Representation of maximally entangled states of $2n$ qubits with Pauli matrices?

Question

I'm reading this paper while the author states in the eq(A1) that, for a $2n$ qubits maximally entangled state $|\Psi ^+\rangle \langle \Psi ^+|$, we can write it with Pauli operators $P_u\in\left\{ I,X,Y,Z \right\} ^{\otimes n}$ as $$ |\Psi ^+\rangle \langle \Psi ^+|=\frac{1}{4^n}\sum_u{P_u\otimes P_{u}^{T}} \tag 1. $$ I can verify this point for two qubits case. The dentisy matrix of the two qubits maximally entangled state is $$ |\Psi ^+\rangle \langle \Psi ^+| =\frac{1}{\sqrt{2}}\left( |00\rangle +|11\rangle \right) \frac{1}{\sqrt{2}}\left( \langle 00|+\langle 11| \right) =\frac{1}{2}\left( \begin{matrix} 1& 0& 0& 1\\ 0& 0& 0& 0\\ 0& 0& 0& 0\\ 1& 0& 0& 1\\ \end{matrix} \right). \tag 2 $$ It's easy to verify that eq(2) can also be rewritten as the following $$ \frac{1}{4}\left( I\otimes I+X\otimes X+Z\otimes Z+Y\otimes Y^T \right) =\frac{1}{4}\left( I\otimes I+X\otimes X+Z\otimes Z-Y\otimes Y \right) \tag 3 $$ which corresponds to the right-hand side of eq(1).

My question is, how can we rigorously show the general case, i.e. eq(1)?

Answer 1

Once you've shown it for $n=1$ it follows for any $n$. This is because you can rearrange the expression for a $2n$-qubit maximally entangled state between a pair of subsystems $A$ and $B$ into a tensor product of $n$-many 2-qubit maximally entangled states on those subsystems: \begin{align} |\Psi^+_{2n}\rangle_{AB}&:=\sum_{i \in \{0,1\}^n} |i\rangle_{A}\otimes |i\rangle_{B} \tag{1} \\&=\sum_{i_1,\dots, i_n \in \{0,1\}} |i_1\dots i_n\rangle_{A}\otimes |i_1\dots i_n\rangle_{B} \tag{2} \\&=\sum_{i_1,\dots, i_n \in \{0,1\}} |i_1\rangle_A |i_1\rangle_B \otimes \cdots \otimes|i_n\rangle_A |i_n\rangle_B \tag{3} \\&= \left( \sum_{i_1 \in \{0,1\}} |i_1\rangle_A |i_1\rangle_B \right)\otimes \cdots\otimes\left( \sum_{i_n \in \{0,1\}} |i_n\rangle_A |i_n\rangle_B \right) \tag{4} \\&= |\Psi^+_2\rangle_{AB}\otimes \cdots \otimes |\Psi^+_2\rangle_{AB}.\tag{5} \end{align} Here, $|\Psi^+_2\rangle$ is the two-qubit maximally entangled state you chose in your initial question.
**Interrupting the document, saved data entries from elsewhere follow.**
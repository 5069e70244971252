//! Source-control trait consumed by the release workflow

use crate::Result;
use node_fs::NormalizedPath;

/// Source-control primitives for a single working copy.
///
/// Every method is synchronous and blocking. Implementations must not retry
/// internally: a failed push or merge is reported to the caller as-is.
pub trait SourceControl {
    /// Root of the working copy.
    fn root(&self) -> &NormalizedPath;

    /// Name of the branch HEAD points at.
    fn current_branch(&self) -> Result<String>;

    /// Create a local branch at the current HEAD commit.
    fn create_branch(&self, name: &str) -> Result<()>;

    /// Force-checkout a local branch.
    fn checkout(&self, name: &str) -> Result<()>;

    /// Stage every change in the working tree, including deletions.
    fn add_all(&self) -> Result<()>;

    /// Whether the working tree has modified or untracked files.
    fn has_changes(&self) -> Result<bool>;

    /// Commit the index on top of HEAD, returning the new commit id.
    fn commit(&self, message: &str) -> Result<String>;

    /// Push a branch.
    ///
    /// - `remote`: defaults to `origin`
    /// - `branch`: defaults to the current branch
    /// - `set_upstream`: record the remote branch as the upstream
    fn push(&self, remote: Option<&str>, branch: Option<&str>, set_upstream: bool) -> Result<()>;

    /// Fetch and fast-forward a branch from a remote.
    fn pull(&self, remote: Option<&str>, branch: Option<&str>) -> Result<()>;

    /// Create an annotated tag at HEAD.
    fn create_tag(&self, name: &str, message: &str) -> Result<()>;

    /// Push a single tag.
    fn push_tag(&self, remote: Option<&str>, tag: &str) -> Result<()>;

    /// Fetch every tag the remote has.
    fn fetch_tags(&self, remote: Option<&str>) -> Result<()>;

    /// All tag names known locally.
    fn tags(&self) -> Result<Vec<String>>;

    /// Merge `source` into the current branch, always creating a merge commit.
    fn merge_no_ff(&self, source: &str) -> Result<()>;

    /// Delete a branch on the remote.
    fn delete_remote_branch(&self, remote: Option<&str>, branch: &str) -> Result<()>;

    /// Delete a local branch.
    fn delete_branch(&self, name: &str) -> Result<()>;

    /// Discard uncommitted changes in the working tree and index.
    fn reset_hard(&self) -> Result<()>;
}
Then, use your expression for this state in the Pauli basis and afterwards put the subsystems back into their original order: \begin{align} |\Psi^+_{2n}\rangle\langle \Psi^+_{2n}|_{AB} &= |\Psi^+_2\rangle \langle \Psi^+_2|_{AB}\otimes \cdots \otimes |\Psi^+_2\rangle \langle \Psi^+_2|_{AB} \tag{6} \\&= \left( \frac{1}{4} \sum_{P_1 \in \{I,X,Y,Z\}} P_1^A\otimes (P_1^B)^T \right) \otimes \cdots \otimes \left( \frac{1}{4} \sum_{P_n \in \{I,X,Y,Z\}} P_n^A\otimes (P_n^B)^T \tag{7} \right) \\&= \frac{1}{4^n} \sum_{P_1,\dots,P_n \in \{I,X,Y,Z\}} P_1^A\otimes (P_1^B)^T \otimes \cdots \otimes P_n^A\otimes (P_n^B)^T \tag{8} \\&= \frac{1}{4^n} \sum_{P_1,\dots,P_n \in \{I,X,Y,Z\}} \left[P_1^A\otimes \cdots P_n^A\right] \otimes \left[P_1^B \otimes \cdots \otimes P_n^B\right]^T \tag{9} \\&= \frac{1}{4^n} \sum_{P \in \{I,X,Y,Z\}^n} P\otimes P^T, \tag{10} \end{align} where the superscripts denote in which subsystem each Pauli is acting (i.e. some of the kronecker products are redundant/unnecessary and there is probably a cleaner notation to make this point).